* _Goal of the exercise_:
When a line of the records below contains the string "first", copy that whole line.

Top of Supplied records

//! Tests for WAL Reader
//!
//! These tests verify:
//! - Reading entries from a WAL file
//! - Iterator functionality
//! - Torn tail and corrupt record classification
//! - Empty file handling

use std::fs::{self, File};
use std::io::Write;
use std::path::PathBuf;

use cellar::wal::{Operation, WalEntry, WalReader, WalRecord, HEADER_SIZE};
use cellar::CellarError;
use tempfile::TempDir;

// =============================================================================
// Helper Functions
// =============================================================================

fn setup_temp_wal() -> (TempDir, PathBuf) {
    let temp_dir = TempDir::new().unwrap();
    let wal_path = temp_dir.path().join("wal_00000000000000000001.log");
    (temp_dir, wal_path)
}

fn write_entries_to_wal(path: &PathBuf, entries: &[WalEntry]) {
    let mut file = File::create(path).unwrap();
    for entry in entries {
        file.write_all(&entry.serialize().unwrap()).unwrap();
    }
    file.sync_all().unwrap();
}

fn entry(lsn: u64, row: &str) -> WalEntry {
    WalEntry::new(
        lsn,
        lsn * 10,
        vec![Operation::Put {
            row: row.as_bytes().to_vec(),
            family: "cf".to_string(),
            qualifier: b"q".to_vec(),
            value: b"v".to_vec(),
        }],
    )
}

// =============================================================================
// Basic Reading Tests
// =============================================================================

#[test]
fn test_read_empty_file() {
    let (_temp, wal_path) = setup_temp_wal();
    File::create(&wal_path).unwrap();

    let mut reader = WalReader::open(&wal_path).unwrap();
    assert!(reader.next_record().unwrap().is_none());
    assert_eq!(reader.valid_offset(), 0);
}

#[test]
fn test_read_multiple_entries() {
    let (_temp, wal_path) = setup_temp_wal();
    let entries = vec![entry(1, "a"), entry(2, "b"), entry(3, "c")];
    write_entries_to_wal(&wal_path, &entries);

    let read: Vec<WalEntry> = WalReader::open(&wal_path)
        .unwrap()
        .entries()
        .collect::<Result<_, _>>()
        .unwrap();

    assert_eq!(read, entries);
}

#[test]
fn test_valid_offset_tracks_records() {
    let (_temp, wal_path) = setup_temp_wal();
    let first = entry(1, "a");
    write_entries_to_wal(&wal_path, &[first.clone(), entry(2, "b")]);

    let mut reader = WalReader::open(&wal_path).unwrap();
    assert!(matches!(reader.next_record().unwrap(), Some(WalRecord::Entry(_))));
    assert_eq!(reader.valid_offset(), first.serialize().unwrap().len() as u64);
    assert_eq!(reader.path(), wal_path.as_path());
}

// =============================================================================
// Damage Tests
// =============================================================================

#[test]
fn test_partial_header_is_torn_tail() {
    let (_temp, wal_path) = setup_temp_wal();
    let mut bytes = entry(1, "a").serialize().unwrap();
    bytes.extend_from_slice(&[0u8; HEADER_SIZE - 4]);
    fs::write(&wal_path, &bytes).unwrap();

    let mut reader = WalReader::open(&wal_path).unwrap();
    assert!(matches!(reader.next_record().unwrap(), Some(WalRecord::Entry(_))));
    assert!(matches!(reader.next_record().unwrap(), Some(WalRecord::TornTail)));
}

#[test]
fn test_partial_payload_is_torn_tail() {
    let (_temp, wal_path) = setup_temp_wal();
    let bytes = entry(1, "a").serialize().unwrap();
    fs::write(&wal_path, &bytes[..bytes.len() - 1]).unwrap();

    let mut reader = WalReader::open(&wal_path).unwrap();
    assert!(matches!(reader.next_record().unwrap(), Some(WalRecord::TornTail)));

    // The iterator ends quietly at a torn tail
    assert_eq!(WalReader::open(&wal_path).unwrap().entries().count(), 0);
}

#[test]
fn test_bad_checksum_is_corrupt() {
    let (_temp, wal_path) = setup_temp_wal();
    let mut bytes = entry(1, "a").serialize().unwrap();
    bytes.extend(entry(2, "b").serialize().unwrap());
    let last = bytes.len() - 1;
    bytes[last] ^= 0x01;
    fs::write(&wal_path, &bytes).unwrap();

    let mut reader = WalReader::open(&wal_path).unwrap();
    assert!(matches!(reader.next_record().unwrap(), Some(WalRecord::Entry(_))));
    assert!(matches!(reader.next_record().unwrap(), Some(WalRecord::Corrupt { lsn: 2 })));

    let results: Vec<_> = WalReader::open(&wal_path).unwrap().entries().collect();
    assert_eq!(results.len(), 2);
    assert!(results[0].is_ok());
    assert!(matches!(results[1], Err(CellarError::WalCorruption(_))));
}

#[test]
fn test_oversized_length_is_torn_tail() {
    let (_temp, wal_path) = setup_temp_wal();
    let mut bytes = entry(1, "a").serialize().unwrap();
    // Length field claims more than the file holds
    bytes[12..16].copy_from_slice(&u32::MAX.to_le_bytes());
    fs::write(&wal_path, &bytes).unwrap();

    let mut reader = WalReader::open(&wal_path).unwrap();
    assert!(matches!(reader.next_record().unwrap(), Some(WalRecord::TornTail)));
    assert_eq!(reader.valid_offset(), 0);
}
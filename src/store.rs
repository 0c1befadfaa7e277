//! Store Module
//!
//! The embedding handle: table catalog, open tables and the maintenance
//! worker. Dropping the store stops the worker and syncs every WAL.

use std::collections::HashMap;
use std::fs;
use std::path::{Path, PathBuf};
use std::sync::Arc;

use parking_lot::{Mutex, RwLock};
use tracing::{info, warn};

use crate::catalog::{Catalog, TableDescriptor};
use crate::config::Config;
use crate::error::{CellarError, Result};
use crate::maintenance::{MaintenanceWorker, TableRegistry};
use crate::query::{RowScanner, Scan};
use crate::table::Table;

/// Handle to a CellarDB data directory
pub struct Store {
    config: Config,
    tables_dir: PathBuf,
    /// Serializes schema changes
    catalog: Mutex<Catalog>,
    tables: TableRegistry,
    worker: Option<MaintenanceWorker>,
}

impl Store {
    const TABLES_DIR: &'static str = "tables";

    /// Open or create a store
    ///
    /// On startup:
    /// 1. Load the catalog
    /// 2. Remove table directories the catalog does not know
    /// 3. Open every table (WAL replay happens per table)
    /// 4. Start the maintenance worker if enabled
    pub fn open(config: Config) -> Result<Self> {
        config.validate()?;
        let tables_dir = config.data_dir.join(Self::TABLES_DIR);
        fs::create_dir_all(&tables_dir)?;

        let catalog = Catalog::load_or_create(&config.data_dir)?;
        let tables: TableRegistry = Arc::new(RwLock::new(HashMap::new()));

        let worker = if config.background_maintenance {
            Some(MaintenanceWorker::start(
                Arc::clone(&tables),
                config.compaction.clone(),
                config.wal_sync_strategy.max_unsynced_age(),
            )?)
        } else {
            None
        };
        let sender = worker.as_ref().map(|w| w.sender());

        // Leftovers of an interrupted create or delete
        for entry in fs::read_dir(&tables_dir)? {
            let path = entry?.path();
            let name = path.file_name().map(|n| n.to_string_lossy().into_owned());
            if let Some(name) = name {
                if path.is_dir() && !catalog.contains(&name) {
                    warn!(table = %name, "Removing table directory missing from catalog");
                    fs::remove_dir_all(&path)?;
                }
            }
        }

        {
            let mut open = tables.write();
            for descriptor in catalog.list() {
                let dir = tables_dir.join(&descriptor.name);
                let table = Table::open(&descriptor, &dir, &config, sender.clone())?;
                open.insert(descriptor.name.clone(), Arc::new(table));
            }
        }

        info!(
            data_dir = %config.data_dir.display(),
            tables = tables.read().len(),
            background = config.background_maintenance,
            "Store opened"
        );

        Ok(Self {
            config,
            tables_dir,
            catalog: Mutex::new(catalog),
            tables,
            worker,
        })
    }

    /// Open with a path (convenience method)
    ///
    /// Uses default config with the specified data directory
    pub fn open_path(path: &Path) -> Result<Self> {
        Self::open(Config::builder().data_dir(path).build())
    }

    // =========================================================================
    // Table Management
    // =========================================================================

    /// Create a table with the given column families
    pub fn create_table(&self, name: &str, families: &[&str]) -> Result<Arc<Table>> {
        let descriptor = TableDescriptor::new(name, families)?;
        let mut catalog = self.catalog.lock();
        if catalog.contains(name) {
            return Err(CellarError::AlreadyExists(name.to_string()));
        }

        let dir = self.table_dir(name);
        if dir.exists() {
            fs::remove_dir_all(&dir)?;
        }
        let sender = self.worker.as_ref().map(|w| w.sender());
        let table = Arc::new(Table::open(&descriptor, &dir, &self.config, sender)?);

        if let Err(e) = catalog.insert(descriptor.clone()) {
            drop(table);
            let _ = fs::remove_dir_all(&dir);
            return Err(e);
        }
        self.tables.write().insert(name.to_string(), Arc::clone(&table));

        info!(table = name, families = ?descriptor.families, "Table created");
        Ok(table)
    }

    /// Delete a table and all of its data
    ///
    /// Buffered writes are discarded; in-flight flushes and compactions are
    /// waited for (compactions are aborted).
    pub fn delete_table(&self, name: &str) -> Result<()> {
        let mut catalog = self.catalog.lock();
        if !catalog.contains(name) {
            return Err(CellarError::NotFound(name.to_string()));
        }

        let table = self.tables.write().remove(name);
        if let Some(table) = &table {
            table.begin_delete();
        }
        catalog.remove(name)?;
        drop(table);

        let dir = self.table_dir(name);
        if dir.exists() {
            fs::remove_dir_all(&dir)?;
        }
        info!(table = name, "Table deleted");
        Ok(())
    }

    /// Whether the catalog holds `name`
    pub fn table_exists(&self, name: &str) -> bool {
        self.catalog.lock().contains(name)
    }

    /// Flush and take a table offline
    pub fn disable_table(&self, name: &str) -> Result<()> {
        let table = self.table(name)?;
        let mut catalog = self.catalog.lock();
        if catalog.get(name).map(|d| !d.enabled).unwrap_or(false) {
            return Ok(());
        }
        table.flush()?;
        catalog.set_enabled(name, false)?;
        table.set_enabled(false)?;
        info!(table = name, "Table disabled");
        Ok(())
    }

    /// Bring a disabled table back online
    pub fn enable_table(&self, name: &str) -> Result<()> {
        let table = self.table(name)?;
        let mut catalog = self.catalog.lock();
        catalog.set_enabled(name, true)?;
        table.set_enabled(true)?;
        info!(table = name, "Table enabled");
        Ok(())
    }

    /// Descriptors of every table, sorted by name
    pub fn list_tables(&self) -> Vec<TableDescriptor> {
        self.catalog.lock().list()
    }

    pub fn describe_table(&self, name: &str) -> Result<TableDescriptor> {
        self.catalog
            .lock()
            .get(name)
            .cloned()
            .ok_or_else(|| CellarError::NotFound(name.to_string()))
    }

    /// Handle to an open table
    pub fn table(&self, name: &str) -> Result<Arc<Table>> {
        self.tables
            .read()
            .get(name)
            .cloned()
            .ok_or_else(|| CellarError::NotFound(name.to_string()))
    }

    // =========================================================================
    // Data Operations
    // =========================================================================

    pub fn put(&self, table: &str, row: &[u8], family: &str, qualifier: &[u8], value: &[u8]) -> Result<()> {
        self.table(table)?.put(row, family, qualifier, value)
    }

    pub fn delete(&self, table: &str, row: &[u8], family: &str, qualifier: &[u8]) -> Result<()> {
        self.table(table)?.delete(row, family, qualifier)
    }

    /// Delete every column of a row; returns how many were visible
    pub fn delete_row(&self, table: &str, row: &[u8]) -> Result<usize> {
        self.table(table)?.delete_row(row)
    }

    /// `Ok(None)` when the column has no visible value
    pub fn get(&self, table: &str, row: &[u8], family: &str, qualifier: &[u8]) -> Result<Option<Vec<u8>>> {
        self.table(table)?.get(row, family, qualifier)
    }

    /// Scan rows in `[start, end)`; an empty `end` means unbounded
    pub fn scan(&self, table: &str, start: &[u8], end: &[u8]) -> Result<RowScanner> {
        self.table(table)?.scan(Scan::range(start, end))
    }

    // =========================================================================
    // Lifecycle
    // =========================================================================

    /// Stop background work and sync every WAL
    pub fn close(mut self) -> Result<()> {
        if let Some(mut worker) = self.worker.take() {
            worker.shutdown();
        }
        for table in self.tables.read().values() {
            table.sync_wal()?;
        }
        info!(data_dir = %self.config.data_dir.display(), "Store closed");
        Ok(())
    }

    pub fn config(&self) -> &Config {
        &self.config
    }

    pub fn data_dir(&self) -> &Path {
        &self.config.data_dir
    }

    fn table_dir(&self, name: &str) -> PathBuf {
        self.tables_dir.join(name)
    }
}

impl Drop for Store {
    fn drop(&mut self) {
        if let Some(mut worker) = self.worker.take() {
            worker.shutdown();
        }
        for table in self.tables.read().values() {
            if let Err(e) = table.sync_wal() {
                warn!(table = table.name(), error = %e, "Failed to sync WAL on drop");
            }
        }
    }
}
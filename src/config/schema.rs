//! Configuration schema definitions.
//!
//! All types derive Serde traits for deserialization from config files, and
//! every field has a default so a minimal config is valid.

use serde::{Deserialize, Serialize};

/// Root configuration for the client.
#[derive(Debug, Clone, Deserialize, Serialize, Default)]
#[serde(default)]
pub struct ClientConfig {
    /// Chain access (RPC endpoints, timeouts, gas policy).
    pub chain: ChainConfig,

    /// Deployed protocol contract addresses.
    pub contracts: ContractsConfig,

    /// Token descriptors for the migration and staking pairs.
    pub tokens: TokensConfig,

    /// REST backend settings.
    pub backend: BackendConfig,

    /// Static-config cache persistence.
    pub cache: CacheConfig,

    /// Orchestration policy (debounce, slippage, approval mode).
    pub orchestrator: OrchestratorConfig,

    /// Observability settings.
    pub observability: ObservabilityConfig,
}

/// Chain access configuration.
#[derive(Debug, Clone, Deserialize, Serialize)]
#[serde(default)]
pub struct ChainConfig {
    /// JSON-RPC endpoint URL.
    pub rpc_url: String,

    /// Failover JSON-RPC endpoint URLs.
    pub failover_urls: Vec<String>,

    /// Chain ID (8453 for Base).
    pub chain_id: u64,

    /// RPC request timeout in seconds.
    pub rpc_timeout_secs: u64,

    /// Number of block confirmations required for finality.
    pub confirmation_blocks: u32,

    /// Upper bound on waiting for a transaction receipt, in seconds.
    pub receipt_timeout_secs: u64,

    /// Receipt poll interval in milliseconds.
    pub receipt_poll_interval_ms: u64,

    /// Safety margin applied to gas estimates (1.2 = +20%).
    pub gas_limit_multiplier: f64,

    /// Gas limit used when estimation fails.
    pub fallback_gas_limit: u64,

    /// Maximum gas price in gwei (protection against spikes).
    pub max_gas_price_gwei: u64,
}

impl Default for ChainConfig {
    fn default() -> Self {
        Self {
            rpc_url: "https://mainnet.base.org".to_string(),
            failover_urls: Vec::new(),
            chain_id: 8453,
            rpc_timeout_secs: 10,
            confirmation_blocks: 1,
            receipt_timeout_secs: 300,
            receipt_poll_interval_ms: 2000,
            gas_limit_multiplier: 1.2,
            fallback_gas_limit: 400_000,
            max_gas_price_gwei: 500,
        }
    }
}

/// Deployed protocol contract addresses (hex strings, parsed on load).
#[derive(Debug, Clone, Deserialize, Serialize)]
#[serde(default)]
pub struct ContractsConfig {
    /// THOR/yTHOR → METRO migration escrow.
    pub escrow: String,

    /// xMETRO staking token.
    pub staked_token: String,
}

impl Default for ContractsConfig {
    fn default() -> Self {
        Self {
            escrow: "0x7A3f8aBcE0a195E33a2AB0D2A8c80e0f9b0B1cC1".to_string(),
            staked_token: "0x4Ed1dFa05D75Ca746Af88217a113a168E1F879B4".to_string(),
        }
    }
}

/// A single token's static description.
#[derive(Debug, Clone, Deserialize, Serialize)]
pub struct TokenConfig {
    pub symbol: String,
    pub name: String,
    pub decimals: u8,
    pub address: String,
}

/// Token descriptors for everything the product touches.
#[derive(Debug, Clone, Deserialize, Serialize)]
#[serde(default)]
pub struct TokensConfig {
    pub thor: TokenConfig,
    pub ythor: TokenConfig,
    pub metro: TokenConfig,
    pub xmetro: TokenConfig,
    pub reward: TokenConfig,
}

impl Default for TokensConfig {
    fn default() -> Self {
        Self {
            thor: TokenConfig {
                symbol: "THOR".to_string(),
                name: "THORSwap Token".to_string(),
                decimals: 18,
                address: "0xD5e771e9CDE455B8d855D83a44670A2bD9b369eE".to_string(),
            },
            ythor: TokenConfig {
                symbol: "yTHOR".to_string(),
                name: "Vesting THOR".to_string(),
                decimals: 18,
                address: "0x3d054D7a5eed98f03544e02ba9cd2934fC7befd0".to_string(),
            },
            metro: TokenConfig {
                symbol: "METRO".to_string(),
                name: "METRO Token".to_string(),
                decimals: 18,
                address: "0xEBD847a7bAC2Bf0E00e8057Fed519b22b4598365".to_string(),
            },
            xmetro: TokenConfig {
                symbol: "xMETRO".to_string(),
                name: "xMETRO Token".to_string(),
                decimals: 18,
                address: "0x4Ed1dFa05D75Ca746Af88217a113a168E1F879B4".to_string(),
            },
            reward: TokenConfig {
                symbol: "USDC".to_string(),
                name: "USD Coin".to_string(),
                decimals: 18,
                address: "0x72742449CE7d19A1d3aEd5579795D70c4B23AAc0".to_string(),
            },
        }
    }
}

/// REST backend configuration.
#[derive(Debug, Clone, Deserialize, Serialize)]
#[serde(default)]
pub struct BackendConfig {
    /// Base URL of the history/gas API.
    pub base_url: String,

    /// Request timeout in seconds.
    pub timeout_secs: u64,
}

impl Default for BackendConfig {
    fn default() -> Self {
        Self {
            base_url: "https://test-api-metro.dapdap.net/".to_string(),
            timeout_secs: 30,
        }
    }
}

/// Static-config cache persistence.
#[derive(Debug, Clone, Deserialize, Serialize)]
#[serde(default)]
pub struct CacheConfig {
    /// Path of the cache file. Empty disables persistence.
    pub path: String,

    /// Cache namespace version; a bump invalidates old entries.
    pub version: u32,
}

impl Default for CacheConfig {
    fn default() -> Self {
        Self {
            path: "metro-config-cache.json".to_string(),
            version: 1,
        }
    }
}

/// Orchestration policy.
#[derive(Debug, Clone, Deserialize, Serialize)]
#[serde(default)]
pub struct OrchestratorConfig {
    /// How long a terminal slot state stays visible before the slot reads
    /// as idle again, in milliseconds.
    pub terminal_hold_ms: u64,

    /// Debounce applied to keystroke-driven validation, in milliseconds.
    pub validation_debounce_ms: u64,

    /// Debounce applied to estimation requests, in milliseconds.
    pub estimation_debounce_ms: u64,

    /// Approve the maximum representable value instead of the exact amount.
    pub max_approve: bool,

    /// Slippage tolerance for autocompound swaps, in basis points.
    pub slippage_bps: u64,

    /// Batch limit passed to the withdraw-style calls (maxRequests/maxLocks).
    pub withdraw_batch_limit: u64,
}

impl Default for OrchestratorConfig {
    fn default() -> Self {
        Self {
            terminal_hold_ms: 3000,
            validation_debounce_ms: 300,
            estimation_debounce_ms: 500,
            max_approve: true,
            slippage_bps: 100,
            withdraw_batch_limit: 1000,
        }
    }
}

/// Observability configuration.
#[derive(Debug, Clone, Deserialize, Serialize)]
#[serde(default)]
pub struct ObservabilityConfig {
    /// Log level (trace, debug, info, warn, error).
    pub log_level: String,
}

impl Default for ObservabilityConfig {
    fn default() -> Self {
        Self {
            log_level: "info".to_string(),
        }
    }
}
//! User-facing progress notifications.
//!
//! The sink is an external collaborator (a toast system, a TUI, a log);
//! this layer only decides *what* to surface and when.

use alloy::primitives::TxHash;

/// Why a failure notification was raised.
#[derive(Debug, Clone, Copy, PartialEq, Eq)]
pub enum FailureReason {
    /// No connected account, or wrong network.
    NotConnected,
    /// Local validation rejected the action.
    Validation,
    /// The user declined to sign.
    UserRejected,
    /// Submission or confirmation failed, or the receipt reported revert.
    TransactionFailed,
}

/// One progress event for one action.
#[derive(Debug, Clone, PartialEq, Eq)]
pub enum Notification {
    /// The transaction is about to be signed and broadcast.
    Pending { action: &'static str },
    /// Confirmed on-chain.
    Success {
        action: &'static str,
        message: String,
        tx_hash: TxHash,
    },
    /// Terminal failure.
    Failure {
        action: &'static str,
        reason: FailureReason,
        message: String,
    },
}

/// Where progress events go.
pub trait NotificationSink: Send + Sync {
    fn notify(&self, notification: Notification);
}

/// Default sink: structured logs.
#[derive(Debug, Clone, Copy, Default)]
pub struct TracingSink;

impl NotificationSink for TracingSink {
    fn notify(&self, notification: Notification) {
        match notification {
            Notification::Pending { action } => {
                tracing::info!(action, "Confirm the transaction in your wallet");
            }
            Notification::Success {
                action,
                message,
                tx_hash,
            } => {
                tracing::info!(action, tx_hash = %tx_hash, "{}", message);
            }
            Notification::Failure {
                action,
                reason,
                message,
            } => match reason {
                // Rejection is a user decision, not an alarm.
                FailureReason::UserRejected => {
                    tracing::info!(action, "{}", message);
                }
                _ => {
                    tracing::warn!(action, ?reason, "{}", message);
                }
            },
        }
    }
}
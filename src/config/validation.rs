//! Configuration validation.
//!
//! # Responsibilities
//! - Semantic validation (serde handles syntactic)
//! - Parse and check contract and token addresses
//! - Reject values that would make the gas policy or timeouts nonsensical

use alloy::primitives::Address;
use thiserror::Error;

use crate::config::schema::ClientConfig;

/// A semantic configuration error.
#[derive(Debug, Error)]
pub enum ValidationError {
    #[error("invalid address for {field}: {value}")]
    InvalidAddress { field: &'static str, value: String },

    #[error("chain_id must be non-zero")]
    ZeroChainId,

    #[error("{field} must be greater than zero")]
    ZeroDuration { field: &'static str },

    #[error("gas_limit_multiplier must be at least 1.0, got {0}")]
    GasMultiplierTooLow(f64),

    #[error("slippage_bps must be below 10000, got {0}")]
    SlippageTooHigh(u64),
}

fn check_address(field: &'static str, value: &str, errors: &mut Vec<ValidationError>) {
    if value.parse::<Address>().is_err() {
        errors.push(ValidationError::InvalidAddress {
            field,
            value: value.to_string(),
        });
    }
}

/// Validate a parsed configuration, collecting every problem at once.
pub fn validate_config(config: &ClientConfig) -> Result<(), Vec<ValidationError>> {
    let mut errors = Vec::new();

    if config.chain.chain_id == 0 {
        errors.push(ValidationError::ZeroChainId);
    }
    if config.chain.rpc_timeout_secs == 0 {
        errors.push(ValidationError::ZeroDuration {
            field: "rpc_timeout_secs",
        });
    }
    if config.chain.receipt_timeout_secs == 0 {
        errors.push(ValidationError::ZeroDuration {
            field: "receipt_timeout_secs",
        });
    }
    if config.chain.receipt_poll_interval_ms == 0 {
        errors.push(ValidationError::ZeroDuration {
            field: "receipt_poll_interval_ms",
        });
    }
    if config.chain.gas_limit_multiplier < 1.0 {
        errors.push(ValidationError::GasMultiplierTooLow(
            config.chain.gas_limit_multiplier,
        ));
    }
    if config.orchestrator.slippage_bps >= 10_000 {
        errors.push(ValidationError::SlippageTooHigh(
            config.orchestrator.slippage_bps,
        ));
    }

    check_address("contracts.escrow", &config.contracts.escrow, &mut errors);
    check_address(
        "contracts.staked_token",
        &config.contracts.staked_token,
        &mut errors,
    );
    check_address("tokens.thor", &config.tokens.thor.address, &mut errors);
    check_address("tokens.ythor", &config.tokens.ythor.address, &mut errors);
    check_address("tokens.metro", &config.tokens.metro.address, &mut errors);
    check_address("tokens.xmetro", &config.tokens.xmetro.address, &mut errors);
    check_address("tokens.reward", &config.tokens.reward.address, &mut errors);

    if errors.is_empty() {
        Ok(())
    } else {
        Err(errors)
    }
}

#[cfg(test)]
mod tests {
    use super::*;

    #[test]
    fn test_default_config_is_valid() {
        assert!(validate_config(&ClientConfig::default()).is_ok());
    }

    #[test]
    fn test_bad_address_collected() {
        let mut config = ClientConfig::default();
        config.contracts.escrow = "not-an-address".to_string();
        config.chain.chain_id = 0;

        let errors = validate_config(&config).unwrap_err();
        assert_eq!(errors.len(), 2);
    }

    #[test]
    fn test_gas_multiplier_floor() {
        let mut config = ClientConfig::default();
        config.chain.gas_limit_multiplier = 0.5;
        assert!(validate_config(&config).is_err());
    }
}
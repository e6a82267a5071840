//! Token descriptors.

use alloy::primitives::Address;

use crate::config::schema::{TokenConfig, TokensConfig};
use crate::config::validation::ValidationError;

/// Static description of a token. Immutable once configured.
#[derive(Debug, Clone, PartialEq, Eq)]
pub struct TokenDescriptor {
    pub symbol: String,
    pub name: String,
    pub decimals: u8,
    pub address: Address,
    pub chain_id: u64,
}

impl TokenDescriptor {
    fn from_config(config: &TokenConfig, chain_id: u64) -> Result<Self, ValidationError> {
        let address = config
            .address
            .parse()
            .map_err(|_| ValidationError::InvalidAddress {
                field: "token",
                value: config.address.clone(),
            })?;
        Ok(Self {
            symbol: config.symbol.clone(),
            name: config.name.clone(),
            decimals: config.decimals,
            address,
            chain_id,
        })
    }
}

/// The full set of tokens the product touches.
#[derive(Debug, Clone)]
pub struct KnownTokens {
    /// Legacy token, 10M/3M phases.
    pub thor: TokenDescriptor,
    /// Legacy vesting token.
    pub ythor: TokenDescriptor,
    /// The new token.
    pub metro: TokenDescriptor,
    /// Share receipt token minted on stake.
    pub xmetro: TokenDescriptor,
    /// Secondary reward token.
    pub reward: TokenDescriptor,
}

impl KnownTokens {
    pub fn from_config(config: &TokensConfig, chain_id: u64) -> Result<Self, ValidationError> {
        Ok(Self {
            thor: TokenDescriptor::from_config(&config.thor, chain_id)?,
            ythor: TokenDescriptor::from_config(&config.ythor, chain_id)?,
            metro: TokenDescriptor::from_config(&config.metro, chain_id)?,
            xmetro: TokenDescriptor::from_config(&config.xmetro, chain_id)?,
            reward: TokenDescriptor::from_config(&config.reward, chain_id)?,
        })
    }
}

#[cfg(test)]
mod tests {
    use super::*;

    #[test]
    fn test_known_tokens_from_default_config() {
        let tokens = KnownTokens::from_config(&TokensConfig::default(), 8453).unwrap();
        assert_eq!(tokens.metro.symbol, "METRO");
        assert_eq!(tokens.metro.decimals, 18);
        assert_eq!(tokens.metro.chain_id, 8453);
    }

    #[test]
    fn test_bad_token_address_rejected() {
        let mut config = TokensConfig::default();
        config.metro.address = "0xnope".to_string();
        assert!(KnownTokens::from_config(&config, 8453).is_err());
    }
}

Bottom of Supplied records

* _Completed task_:
    let first = entry(1, "a");
    write_entries_to_wal(&wal_path, &[first.clone(), entry(2, "b")]);
    assert_eq!(reader.valid_offset(), first.serialize().unwrap().len() as u64);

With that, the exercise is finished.